Records from a collection
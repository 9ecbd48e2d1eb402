//! The narrow mail-session surface the collector depends on
//!
//! [`MailSession`] is what [`collect_addresses`](crate::collect_addresses)
//! talks to. [`ImapMailSession`] implements it on top of an
//! `async-imap` session; streaming commands run on a background task
//! and hand their results over through a [`Drain`].

use crate::connection::ImapSession;
use crate::drain::Drain;
use crate::envelope::{Envelope, EnvelopeAddress, MailboxInfo, MailboxStatus, SequenceRange};
use crate::error::{Error, Result};
use async_trait::async_trait;
use futures::StreamExt;
use std::sync::Arc;
use tokio::sync::Mutex;
use tracing::debug;

/// Operations needed to walk every mailbox of an account.
#[async_trait]
pub trait MailSession: Send {
    /// Enumerate mailboxes under the root matching `pattern`.
    fn list_mailboxes(&mut self, pattern: &str) -> Drain<MailboxInfo>;

    /// Open a mailbox read-only.
    async fn examine(&mut self, name: &str) -> Result<MailboxStatus>;

    /// Fetch the envelopes of `range` in the currently open mailbox.
    fn fetch_envelopes(&mut self, range: SequenceRange) -> Drain<Envelope>;

    async fn logout(&mut self) -> Result<()>;
}

/// [`MailSession`] backed by a logged-in IMAP session.
///
/// The session sits behind a lock so a background LIST or FETCH task
/// can own it for the duration of one command.
pub struct ImapMailSession {
    inner: Arc<Mutex<ImapSession>>,
}

impl ImapMailSession {
    #[must_use]
    pub fn new(session: ImapSession) -> Self {
        Self {
            inner: Arc::new(Mutex::new(session)),
        }
    }
}

#[async_trait]
impl MailSession for ImapMailSession {
    fn list_mailboxes(&mut self, pattern: &str) -> Drain<MailboxInfo> {
        let session = Arc::clone(&self.inner);
        let pattern = pattern.to_string();

        Drain::spawn(move |tx| async move {
            let mut session = session.lock_owned().await;
            let names = session
                .list(Some(""), Some(&pattern))
                .await
                .map_err(|e| Error::Imap(format!("List mailboxes failed: {e}")))?;
            let mut names = std::pin::pin!(names);
            let mut listed = 0usize;

            while let Some(item) = names.next().await {
                let name = item.map_err(|e| Error::Imap(format!("List mailboxes failed: {e}")))?;
                listed += 1;
                if tx.send(MailboxInfo::from_raw(name.name())).await.is_err() {
                    return Ok(());
                }
            }

            // The stream ends on the tagged reply whatever its status.
            // INBOX always exists, so an empty listing means LIST failed.
            if listed == 0 {
                return Err(Error::Imap(
                    "List mailboxes failed: server returned no mailboxes".to_string(),
                ));
            }
            Ok(())
        })
    }

    async fn examine(&mut self, name: &str) -> Result<MailboxStatus> {
        let mut session = self.inner.lock().await;
        let mailbox = session
            .examine(name)
            .await
            .map_err(|e| Error::Imap(format!("Failed to select {name}: {e}")))?;

        Ok(MailboxStatus {
            name: name.to_string(),
            exists: mailbox.exists,
        })
    }

    fn fetch_envelopes(&mut self, range: SequenceRange) -> Drain<Envelope> {
        let session = Arc::clone(&self.inner);

        Drain::spawn(move |tx| async move {
            let mut session = session.lock_owned().await;
            let fetches = session
                .fetch(range.to_string(), "ENVELOPE")
                .await
                .map_err(|e| Error::Imap(format!("Fetch {range} failed: {e}")))?;
            let mut fetches = std::pin::pin!(fetches);
            let mut received = 0u32;

            while let Some(item) = fetches.next().await {
                let fetch = item.map_err(|e| Error::Imap(format!("Fetch {range} failed: {e}")))?;
                if range.contains(fetch.message) {
                    received += 1;
                }
                let Some(raw) = fetch.envelope() else {
                    debug!("Message {} has no envelope", fetch.message);
                    continue;
                };

                let envelope = Envelope {
                    to: raw
                        .to
                        .iter()
                        .flatten()
                        .map(|a| EnvelopeAddress::from_raw(a.mailbox.as_deref(), a.host.as_deref()))
                        .collect(),
                    cc: raw
                        .cc
                        .iter()
                        .flatten()
                        .map(|a| EnvelopeAddress::from_raw(a.mailbox.as_deref(), a.host.as_deref()))
                        .collect(),
                };
                if tx.send(envelope).await.is_err() {
                    return Ok(());
                }
            }

            // A tagged NO or BAD also just ends the stream; a short
            // answer is the only sign of it.
            if received < range.count() {
                return Err(Error::Imap(format!(
                    "Fetch {range} failed: received {received} of {} messages",
                    range.count()
                )));
            }
            Ok(())
        })
    }

    async fn logout(&mut self) -> Result<()> {
        let mut session = self.inner.lock().await;
        session
            .logout()
            .await
            .map_err(|e| Error::Imap(format!("Logout failed: {e}")))
    }
}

▶ _What you have to do_: Above are the records; from them, give again exactly the lines from the one containing "on top of an" through the one containing "pub fn new(session: ImapSession)", both included.

▶ _Answer area_:
//! talks to. [`ImapMailSession`] implements it on top of an
//! `async-imap` session; streaming commands run on a background task
//! and hand their results over through a [`Drain`].

use crate::connection::ImapSession;
use crate::drain::Drain;
use crate::envelope::{Envelope, EnvelopeAddress, MailboxInfo, MailboxStatus, SequenceRange};
use crate::error::{Error, Result};
use async_trait::async_trait;
use futures::StreamExt;
use std::sync::Arc;
use tokio::sync::Mutex;
use tracing::debug;

/// Operations needed to walk every mailbox of an account.
#[async_trait]
pub trait MailSession: Send {
    /// Enumerate mailboxes under the root matching `pattern`.
    fn list_mailboxes(&mut self, pattern: &str) -> Drain<MailboxInfo>;

    /// Open a mailbox read-only.
    async fn examine(&mut self, name: &str) -> Result<MailboxStatus>;

    /// Fetch the envelopes of `range` in the currently open mailbox.
    fn fetch_envelopes(&mut self, range: SequenceRange) -> Drain<Envelope>;

    async fn logout(&mut self) -> Result<()>;
}

/// [`MailSession`] backed by a logged-in IMAP session.
///
/// The session sits behind a lock so a background LIST or FETCH task
/// can own it for the duration of one command.
pub struct ImapMailSession {
    inner: Arc<Mutex<ImapSession>>,
}

impl ImapMailSession {
    #[must_use]
    pub fn new(session: ImapSession) -> Self {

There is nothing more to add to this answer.